Forcefields are statistical descriptions of how protein components interact. They are typically used to evaluate a protein shape’s energy score, wherein you want a protein to fold to minimize it’s energy score.

I still don’t totally understand how a forcefield is designed/validated, however I realize this mostly requires me to read a bunch of papers.

Protocols

I most commonly use Rosetta’s built-in protocols, such as Simple Cyclic Peptide Prediction and Protein Docking. Based off the videos from the 2020 Rosetta boot-camp, a protocol is a series of steps to repeat until convergence. For example, rotating the backbone, mutating side-chains… etc.

You can specify more complicated protocols with PyRosetta or RosettaScripts XML.

Protocols have a tendency to break between Rosetta releases.

Core code

Rosetta’s goals required the creation of much custom C++ mathematical code, as shown in this YouTube video from the 2016 boot-camp. From my high-level perspective, I think most of this mathematical functionality, such as vector and matrix operations, are already built-in to Julia.

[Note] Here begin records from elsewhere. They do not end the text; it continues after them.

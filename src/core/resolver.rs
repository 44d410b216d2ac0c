//! Scope-aware call target resolution.
//!
//! Each call site gets a target symbol id using a fixed precedence:
//! same-file declaration, then the caller's import map, then a global
//! first-match fallback. Once a tier matches there is no backtracking;
//! the global tier can pick the wrong same-named symbol for genuinely
//! ambiguous names, which is the accepted trade-off for resolving calls
//! without a type or module system. An empty result is a first-class
//! terminal state, not an error.

use std::collections::HashMap;

use crate::core::ir::Symbol;

/// Symbol lookups by file and by bare name, built once per run.
///
/// First occurrence wins everywhere, so resolution order follows the
/// deterministic file-walk order.
pub struct SymbolTable {
    by_file: HashMap<String, HashMap<String, String>>,
    global: HashMap<String, String>,
}

impl SymbolTable {
    pub fn build(symbols: &[Symbol]) -> Self {
        let mut by_file: HashMap<String, HashMap<String, String>> = HashMap::new();
        let mut global: HashMap<String, String> = HashMap::new();

        for symbol in symbols {
            by_file
                .entry(symbol.file.clone())
                .or_default()
                .entry(symbol.name.clone())
                .or_insert_with(|| symbol.id.clone());
            global
                .entry(symbol.name.clone())
                .or_insert_with(|| symbol.id.clone());
        }

        Self { by_file, global }
    }

    fn in_file(&self, file: &str, name: &str) -> Option<&String> {
        self.by_file.get(file).and_then(|names| names.get(name))
    }
}

/// Resolve one call to a target symbol id; `""` when nothing matches.
pub fn resolve_call(
    table: &SymbolTable,
    imports: &HashMap<String, String>,
    caller_file: &str,
    call_name: &str,
) -> String {
    // Tier 1: a symbol with this name declared in the caller's own file
    if let Some(id) = table.in_file(caller_file, call_name) {
        return id.clone();
    }

    // Tier 2: the name is an import binding; look only inside the
    // imported file, with no fallback past this tier
    if let Some(imported_file) = imports.get(call_name) {
        return table
            .in_file(imported_file, call_name)
            .cloned()
            .unwrap_or_default();
    }

    // Tier 3: first symbol anywhere with a matching name
    table.global.get(call_name).cloned().unwrap_or_default()
}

Summary: Rosetta would be nice in Julia

Rosetta seems to be an ideal candidate for a Julia re-write, given:

  • It suffers from a three language problem (Python, C++, XML)
  • Compiling it is difficult
  • It mostly deals with throughput-based scientific computations

However, I believe a religious figure once said “May those that wish for a re-implementation of software, write the first lines of code.”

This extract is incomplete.